Currently a TV ad for some nicotine patch now says that withdrawal “sucks”. How much it sucks is shown on a Suckometer with an arrow pointing from green on the left to red on the right. The patch moves the Suckometer down towards green.

I must admit to occasional use of the word in one context. When a male (but not female) friend is whining I am inclined to “it sucks to be you” in lieu of sympathy. Other than that I usually think there is a better way to express a thought.

Can we get used to absolutely anything? Stick around, time will tell. In the meantime my Suckometer is pretty much stuck on red.

Sunday, December 27, 2009

All the (Good) News That's Fit to Print

The Gray Lady is smiling, and the whole world smiles with her.

Like it or not the New York Times is the “newspaper of record” and much of our generation reads every day what the Times wants read. And now the Times wants all the good news to be read. I feel a sense of relief that suddenly not everything in the world is a problem and all to be roundly blamed on President Bush.
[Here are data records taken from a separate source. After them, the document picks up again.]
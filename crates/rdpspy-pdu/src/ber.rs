//! The small BER (X.690) subset the MCS Connect-Initial / Connect-Response
//! PDUs are built from: universal SEQUENCE/INTEGER/BOOLEAN/ENUMERATED/OCTET
//! STRING encodings plus the high-tag-number application tags T.125 uses.

use crate::cursor::{ReadCursor, WriteCursor};
use crate::{PduError, PduErrorExt as _, PduResult};

const CTX: &str = "BER";

// Universal class identifiers, constructed bit included where it is fixed.
const ID_BOOLEAN: u8 = 0x01;
const ID_INTEGER: u8 = 0x02;
const ID_OCTET_STRING: u8 = 0x04;
const ID_ENUMERATED: u8 = 0x0A;
const ID_SEQUENCE: u8 = 0x30; // constructed
const ID_APPLICATION_BASE: u8 = 0x60; // application class, constructed
const HIGH_TAG_MARKER: u8 = 0x1F;

pub(crate) const SIZEOF_ENUMERATED: usize = 3;
pub(crate) const SIZEOF_BOOL: usize = 3;

fn expect_identifier(src: &mut ReadCursor<'_>, expected: u8, what: &'static str) -> PduResult<()> {
    let identifier = src.try_read_u8(CTX)?;
    if identifier != expected {
        return Err(PduError::invalid_message(CTX, what, "unexpected BER identifier"));
    }
    Ok(())
}

fn read_length(src: &mut ReadCursor<'_>) -> PduResult<u16> {
    let first = src.try_read_u8(CTX)?;

    if first & 0x80 == 0 {
        return Ok(u16::from(first));
    }

    match first & 0x7f {
        1 => Ok(u16::from(src.try_read_u8(CTX)?)),
        2 => src.try_read_u16_be(CTX),
        _ => Err(PduError::invalid_message(CTX, "length", "length-of-length out of range")),
    }
}

fn write_length(dst: &mut WriteCursor<'_>, length: u16) -> usize {
    if length <= 0x7f {
        dst.write_u8(length as u8);
        1
    } else if length <= 0xff {
        dst.write_array([0x81, length as u8]);
        2
    } else {
        dst.write_u8(0x82);
        dst.write_u16_be(length);
        3
    }
}

fn sizeof_length(length: u16) -> usize {
    if length <= 0x7f {
        1
    } else if length <= 0xff {
        2
    } else {
        3
    }
}

pub(crate) fn sizeof_sequence_tag(length: u16) -> usize {
    1 + sizeof_length(length)
}

pub(crate) fn sizeof_application_tag(tagnum: u8, length: u16) -> usize {
    let identifier_len = if tagnum > 0x1E { 2 } else { 1 };
    identifier_len + sizeof_length(length)
}

pub(crate) fn sizeof_octet_string(length: u16) -> usize {
    1 + sizeof_length(length) + usize::from(length)
}

pub(crate) fn sizeof_integer(value: u32) -> usize {
    // identifier + length byte + 1..4 content bytes, with a sign pad where
    // the top bit of the leading content byte would be set
    2 + match value {
        0..=0x7f => 1,
        0x80..=0x7fff => 2,
        0x8000..=0x007f_ffff => 3,
        _ => 4,
    }
}

pub(crate) fn write_sequence_tag(dst: &mut WriteCursor<'_>, length: u16) -> PduResult<usize> {
    ensure_size!(ctx: CTX, in: dst, size: sizeof_sequence_tag(length));

    dst.write_u8(ID_SEQUENCE);
    Ok(1 + write_length(dst, length))
}

pub(crate) fn read_sequence_tag(src: &mut ReadCursor<'_>) -> PduResult<u16> {
    expect_identifier(src, ID_SEQUENCE, "sequence")?;
    read_length(src)
}

pub(crate) fn write_application_tag(dst: &mut WriteCursor<'_>, tagnum: u8, length: u16) -> PduResult<usize> {
    ensure_size!(ctx: CTX, in: dst, size: sizeof_application_tag(tagnum, length));

    let identifier_len = if tagnum > 0x1E {
        // High tag numbers spill into a second identifier byte.
        dst.write_array([ID_APPLICATION_BASE | HIGH_TAG_MARKER, tagnum]);
        2
    } else {
        dst.write_u8(ID_APPLICATION_BASE | tagnum);
        1
    };

    Ok(identifier_len + write_length(dst, length))
}

pub(crate) fn read_application_tag(src: &mut ReadCursor<'_>, tagnum: u8) -> PduResult<u16> {
    if tagnum > 0x1E {
        expect_identifier(src, ID_APPLICATION_BASE | HIGH_TAG_MARKER, "application tag")?;
        let second = src.try_read_u8(CTX)?;
        if second != tagnum {
            return Err(PduError::invalid_message(CTX, "application tag", "wrong tag number"));
        }
    } else {
        expect_identifier(src, ID_APPLICATION_BASE | tagnum, "application tag")?;
    }

    read_length(src)
}

pub(crate) fn write_enumerated(dst: &mut WriteCursor<'_>, value: u8) -> PduResult<usize> {
    ensure_size!(ctx: CTX, in: dst, size: SIZEOF_ENUMERATED);

    dst.write_array([ID_ENUMERATED, 1, value]);
    Ok(SIZEOF_ENUMERATED)
}

pub(crate) fn read_enumerated(src: &mut ReadCursor<'_>, variant_count: u8) -> PduResult<u8> {
    expect_identifier(src, ID_ENUMERATED, "enumerated")?;

    if read_length(src)? != 1 {
        return Err(PduError::invalid_message(CTX, "enumerated", "unexpected content length"));
    }

    let value = src.try_read_u8(CTX)?;
    if value >= variant_count {
        return Err(PduError::invalid_message(CTX, "enumerated", "unknown variant"));
    }

    Ok(value)
}

pub(crate) fn write_bool(dst: &mut WriteCursor<'_>, value: bool) -> PduResult<usize> {
    ensure_size!(ctx: CTX, in: dst, size: SIZEOF_BOOL);

    dst.write_array([ID_BOOLEAN, 1, if value { 0xFF } else { 0x00 }]);
    Ok(SIZEOF_BOOL)
}

pub(crate) fn read_bool(src: &mut ReadCursor<'_>) -> PduResult<bool> {
    expect_identifier(src, ID_BOOLEAN, "boolean")?;

    if read_length(src)? != 1 {
        return Err(PduError::invalid_message(CTX, "boolean", "unexpected content length"));
    }

    Ok(src.try_read_u8(CTX)? != 0)
}

pub(crate) fn write_integer(dst: &mut WriteCursor<'_>, value: u32) -> PduResult<usize> {
    let total = sizeof_integer(value);
    ensure_size!(ctx: CTX, in: dst, size: total);

    dst.write_u8(ID_INTEGER);

    match total - 2 {
        1 => {
            dst.write_array([1, value as u8]);
        }
        2 => {
            dst.write_u8(2);
            dst.write_u16_be(value as u16);
        }
        3 => {
            dst.write_array([3, (value >> 16) as u8]);
            dst.write_u16_be(value as u16);
        }
        _ => {
            dst.write_u8(4);
            dst.write_u32_be(value);
        }
    }

    Ok(total)
}

pub(crate) fn read_integer(src: &mut ReadCursor<'_>) -> PduResult<u64> {
    expect_identifier(src, ID_INTEGER, "integer")?;

    match read_length(src)? {
        1 => Ok(u64::from(src.try_read_u8(CTX)?)),
        2 => Ok(u64::from(src.try_read_u16_be(CTX)?)),
        3 => {
            let high = src.try_read_u8(CTX)?;
            let low = src.try_read_u16_be(CTX)?;
            Ok(u64::from(high) << 16 | u64::from(low))
        }
        4 => Ok(u64::from(src.try_read_u32_be(CTX)?)),
        8 => {
            let high = src.try_read_u32_be(CTX)?;
            let low = src.try_read_u32_be(CTX)?;
            Ok(u64::from(high) << 32 | u64::from(low))
        }
        _ => Err(PduError::invalid_message(CTX, "integer", "unexpected content length")),
    }
}

pub(crate) fn write_octet_string_tag(dst: &mut WriteCursor<'_>, length: u16) -> PduResult<usize> {
    ensure_size!(ctx: CTX, in: dst, size: 1 + sizeof_length(length));

    dst.write_u8(ID_OCTET_STRING);
    Ok(1 + write_length(dst, length))
}

pub(crate) fn write_octet_string(dst: &mut WriteCursor<'_>, value: &[u8]) -> PduResult<usize> {
    let tag_len = write_octet_string_tag(dst, cast_length!(CTX, "octetString", value.len())?)?;

    ensure_size!(ctx: CTX, in: dst, size: value.len());
    dst.write_slice(value);

    Ok(tag_len + value.len())
}

pub(crate) fn read_octet_string_tag(src: &mut ReadCursor<'_>) -> PduResult<u16> {
    expect_identifier(src, ID_OCTET_STRING, "octetString")?;
    read_length(src)
}

pub(crate) fn read_octet_string(src: &mut ReadCursor<'_>) -> PduResult<Vec<u8>> {
    let length = usize::from(read_octet_string_tag(src)?);
    Ok(src.try_read_slice(CTX, length)?.to_vec())
}

#[cfg(test)]
mod tests {
    use super::*;

    #[test]
    fn sequence_tag_round_trips() {
        let mut buf = [0u8; 4];
        let mut dst = WriteCursor::new(&mut buf);
        let written = write_sequence_tag(&mut dst, 0x100).unwrap();
        assert_eq!(written, 4);
        assert_eq!(buf, [0x30, 0x82, 0x01, 0x00]);

        let mut src = ReadCursor::new(&buf);
        assert_eq!(read_sequence_tag(&mut src).unwrap(), 0x100);
    }

    #[test]
    fn application_tag_round_trips_with_high_tag_number() {
        let mut buf = [0u8; 8];
        let mut dst = WriteCursor::new(&mut buf);
        let written = write_application_tag(&mut dst, 0x65, 0x10).unwrap();
        assert_eq!(written, 3);
        assert_eq!(&buf[..3], [0x7F, 0x65, 0x10]);

        let mut src = ReadCursor::new(&buf[..3]);
        assert_eq!(read_application_tag(&mut src, 0x65).unwrap(), 0x10);
    }

    #[test]
    fn integer_width_tracks_the_value() {
        for (value, expected) in [(0x7fu32, 3usize), (0x7fff, 4), (0x7f_ffff, 5), (0xffff_ffff, 6)] {
            let mut buf = [0u8; 6];
            let mut dst = WriteCursor::new(&mut buf);
            let written = write_integer(&mut dst, value).unwrap();
            assert_eq!(written, expected);
            assert_eq!(written, sizeof_integer(value));

            let mut src = ReadCursor::new(&buf[..written]);
            assert_eq!(read_integer(&mut src).unwrap(), u64::from(value));
        }
    }

    #[test]
    fn bool_round_trips() {
        let mut buf = [0u8; 3];
        let mut dst = WriteCursor::new(&mut buf);
        write_bool(&mut dst, true).unwrap();
        assert_eq!(buf, [0x01, 0x01, 0xFF]);

        let mut src = ReadCursor::new(&buf);
        assert!(read_bool(&mut src).unwrap());
    }

    #[test]
    fn octet_string_round_trips() {
        let mut buf = [0u8; 8];
        let mut dst = WriteCursor::new(&mut buf);
        let written = write_octet_string(&mut dst, &[0xDE, 0xAD]).unwrap();
        assert_eq!(written, 4);

        let mut src = ReadCursor::new(&buf[..written]);
        assert_eq!(read_octet_string(&mut src).unwrap(), vec![0xDE, 0xAD]);
    }
}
A year ago crime, traffic jams, global warming, terrorism, unemployment, every possible disease, family disfunction, obesity and skin rash, were all bad and getting worse on a daily basis and all caused by President Bush. There it was – I read it in the Times.

Now, like “Yesterday”, all our troubles seem so far away. The news, of course has not changed at all, but the coverage is 180 degrees reversed. All is spin, spin, spin.

It is December, 2009. This month President Obama has given a muted call to arms at West Point to announce his Afganistan policy. The “surge”, loudly condemned in Iraq in 2007 is acceptable to the Times. The next week the President tells the Nobel Prize committee that “There is evil in the world”, paraphrasing Niebuhr (the President is a contrarian!! See http://contrariat.blogspot.com/2009_01_01_archive.html ) and proclaiming American exceptionalism to police the world. President Bush never went nearly so far, but all is well with The Gray Lady.

Within the past week She has declared the Copenhagen environmental summit to be a limited success and the recession to be over. Faithful reader, I am greatly relieved to see that progress is made on all fronts. It is only if I look elsewhere – not even as far as Fox but even going only to CNN to see that these are indeed impossible conclusions. It is all spin, spin and more spin, but if we are to be spun we might as well be happy about it.

Wednesday, December 09, 2009

Lost in Storage

I have resisted Kindle, in part because I do not think of books as “digital information”. The having of the book and its location on the bookshelf is part of the experience. The medium is the message.

The thought came to mind when we recently had a conversation with a library science student. Skipping over the part of the conversation where I stepped in it by being naively unaware that so-and-so is transgendered, we talked about electronic media. A hot issue in library science (yes there are!) is the effort to categorize and preserve various forms of electronic media.

Take for example the Kindle. How 2009 is the Kindle? In 20 years will Amazon be supporting Kindles while they are trying to peddle Kindle Super 5’s? Will all those books be lost?

Closer to home, I’m writing in Word and html (hyper-text mark-up language) to be posted on the Internet and located by http (hyper-text transfer protocol). In 20 years there will be an Internet, but Word? Html? Http? In the future someone is going to need ancient technology to find Contraria. There will be no book on the shelf.

Of course it has already happened, but I never thought about it. My attic has dusty boxes of 8” disks in c/pm format WordStar. Is there some magical machine somewhere that can read them? I have a box of 5 ¼” disks in DOS formatted Q&A word processing and 3 ½ inch disks in Word 96 for which I keep one 3 ½” disk drive for emergencies. All lost, lost and lost.

So the Library Scientists have a challenge. We live in the moment, writing in Word then html found by http, oblivious. Since Gutenberg we have had books as we know them. The future? As usual, not so clear.